Working through the entries below, find how many lines include the string "Self"; give only that number.

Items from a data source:
= = = =
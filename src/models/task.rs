//! # Task Model
//!
//! The atomic unit of dispatch and retry: one (protein, conformer) pairing
//! within a run. Status changes go through
//! [`TaskStateMachine`](crate::state_machine::TaskStateMachine).

use chrono::{DateTime, Utc};
use serde::{Deserialize, Serialize};
use uuid::Uuid;

use crate::state_machine::TaskState;

#[derive(Debug, Clone, PartialEq, Serialize, Deserialize)]
pub struct Task {
    pub task_id: Uuid,
    pub run_id: Uuid,
    pub protein_id: String,
    pub conformer_id: Option<Uuid>,
    pub status: TaskState,
    /// Deliveries received so far, incremented on every start
    pub attempts: u32,
    pub created_at: DateTime<Utc>,
    pub started_at: Option<DateTime<Utc>>,
    pub finished_at: Option<DateTime<Utc>>,
    pub error: Option<String>,
    /// Per-task log artifact, relative to the object store
    pub log_path: Option<String>,
}

impl Task {
    pub fn new(run_id: Uuid, protein_id: String, conformer_id: Option<Uuid>) -> Self {
        Self {
            task_id: Uuid::new_v4(),
            run_id,
            protein_id,
            conformer_id,
            status: TaskState::Pending,
            attempts: 0,
            created_at: Utc::now(),
            started_at: None,
            finished_at: None,
            error: None,
            log_path: None,
        }
    }
}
= = = =
▶ _Output below_
2